I’m a huge fan of Spotify and particularly Discover Weekly. Why? It makes me feel seen. It knows my musical tastes better than any person in my entire life ever has, and I’m consistently delighted by how satisfyingly just right it is every week, with tracks I probably would never have found myself or known I would like.
Spotify is a prime example of this technology. Every Monday, over 100 million Spotify users receive a new playlist, Discover Weekly, tailored to them. This custom playlist contains around 30 songs that they have never listened to before but will probably enjoy it.
The user base goes crazy for it, which has driven Spotify to rethink its focus and invest more resources into algorithm-based playlists.
So how does Spotify do such an amazing job of choosing those 30 songs for each person each week? Let’s zoom out for a second to look at how other music services have tackled music recommendations, and how Spotify’s doing it better.

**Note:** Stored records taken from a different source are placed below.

use super::{fire_trigger, play_on_clients, ActionBehavior};
use crate::action::util::{dash_destination, hits_player_characters, ideal_melee_foe};
use crate::action::{ActionContext, ActionCore, BuffableValue};
use crate::math::Vec3;

/// Pretends to dash for the action's duration, then teleports to the
/// destination and swings.
///
/// The swing uses `radius` as its reach, not `range`; `range` bounds the
/// dash itself. The character takes no damage while dashing.
#[derive(Debug, Default)]
pub struct DashAttackAction {
    target_spot: Vec3,
    dashed: bool,
}

impl ActionBehavior for DashAttackAction {
    fn on_start(&mut self, core: &mut ActionCore, ctx: &mut ActionContext<'_>) -> bool {
        let range = core.config.range;
        self.target_spot = dash_destination(
            &*ctx.world,
            ctx.character,
            core.data.position,
            true,
            Some(range),
            Some(range),
        );

        ctx.world.look_at(ctx.character, self.target_spot);
        fire_trigger(ctx, &core.config.anim);
        play_on_clients(core, ctx);
        true
    }

    fn on_update(&mut self, _core: &mut ActionCore, _ctx: &mut ActionContext<'_>) -> bool {
        true
    }

    fn end(&mut self, core: &mut ActionCore, ctx: &mut ActionContext<'_>) {
        fire_trigger(ctx, &core.config.anim2);

        ctx.world.teleport(ctx.character, self.target_spot);
        self.dashed = true;

        let side = hits_player_characters(&*ctx.world, ctx.character, core.config.is_friendly);
        let foe = ideal_melee_foe(
            &*ctx.world,
            ctx.character,
            core.config.radius,
            side,
            core.data.primary_target(),
        );
        if let Some(foe) = foe {
            ctx.world
                .receive_hp(ctx.character, foe, -(core.config.amount as i32));
        }
    }

    fn cancel(&mut self, core: &mut ActionCore, ctx: &mut ActionContext<'_>) {
        fire_trigger(ctx, &core.config.other_animator_variable);
        // the client moves the character's visuals itself while dashing
        ctx.world
            .client_cancel_actions_by_id(ctx.character, core.action_id());
    }

    fn buff_value(&self, _core: &ActionCore, kind: BuffableValue, value: &mut f32, _now: f32) {
        if kind == BuffableValue::PercentDamageReceived && !self.dashed {
            *value = 0.0;
        }
    }
}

History of Online Music Curation
Back in the 2000s, Songza kicked off the online music curation scene using manual curation to create playlists for users. This meant that a team of “music experts” or other human curators would put together playlists that they just thought sounded good, and then users would listen to those playlists. (Later, Beats Music would employ this same strategy.) Manual curation worked alright, but it was based on that specific curator’s choices, and therefore couldn’t take into account each listener’s individual music taste.
Like Songza, Pandora was also one of the original players in digital music curation. It employed a slightly more advanced approach, instead manually tagging attributes of songs. This meant a group of people listened to music, chose a bunch of descriptive words for each track, and tagged the tracks accordingly. Then, Pandora’s code could simply filter for certain tags to make playlists of similar-sounding music.
Around that same time, a music intelligence agency from the MIT Media Lab called The Echo Nest was born, which took a radical, cutting-edge approach to personalized music. The Echo Nest used algorithms to analyze the audio and textual content of music, allowing it to perform music identification, personalized recommendation, playlist creation, and analysis.
Finally, taking another approach is Last.fm, which still exists today and uses a process called collaborative filtering to identify music its users might like, but more on that in a moment.
So if that’s how other music curation services have handled recommendations, how does Spotify’s magic engine run? How does it seem to nail individual users’ tastes so much more accurately than any of the other services?
Spotify’s Three Types of Recommendation Models
Spotify doesn’t actually use a single revolutionary recommendation model. Instead, they mix together some of the best strategies used by other services to create their own uniquely powerful discovery engine.
To create Discover Weekly, there are three main types of recommendation models that Spotify employs:
- Collaborative Filtering models (i.e. the ones that Last.fm originally used), which analyze both your behavior and others’ behaviors.
- Natural Language Processing (NLP) models, which analyze text.
- Audio models, which analyze the raw audio tracks themselves.
Let’s dive into how each of these recommendation models works!
Recommendation Model #1: Collaborative Filtering
First, some background: When people hear the words “collaborative filtering,” they generally think of Netflix, as it was one of the first companies to use this method to power a recommendation model, taking users’ star-based movie ratings to inform its understanding of which movies to recommend to other similar users.
After Netflix was successful, the use of collaborative filtering spread quickly and is now often the starting point for anyone trying to make a recommendation model.
Unlike Netflix, Spotify doesn’t have a star-based system with which users rate their music. Instead, Spotify’s data is implicit feedback — specifically, the stream counts of the tracks and additional streaming data, such as whether a user saved the track to their own playlist, or visited the artist’s page after listening to a song.
But what is collaborative filtering, truly, and how does it work? Here’s a high-level rundown, explained in a quick conversation:

What’s going on here? Each of these individuals has track preferences: the one on the left likes tracks P, Q, R, and S, while the one on the right likes tracks Q, R, S, and T.
Collaborative filtering then uses that data to say:
“Hmmm… You both like three of the same tracks — Q, R, and S — so you are probably similar users. Therefore, you’re each likely to enjoy other tracks that the other person has listened to, that you haven’t heard yet.”
Therefore, it suggests that the one on the right check out track P — the only track not mentioned, but that his “similar” counterpart enjoyed — and the one on the left check out track T, for the same reasoning. Simple, right?
Collaborative filtering does a pretty good job, but Spotify knew they could do even better by adding another engine. Enter NLP.
Recommendation Model #2: Natural Language Processing (NLP)
The second type of recommendation model that Spotify employs is Natural Language Processing (NLP) models. The source data for these models, as the name suggests, are regular words: track metadata, news articles, blogs, and other text around the internet.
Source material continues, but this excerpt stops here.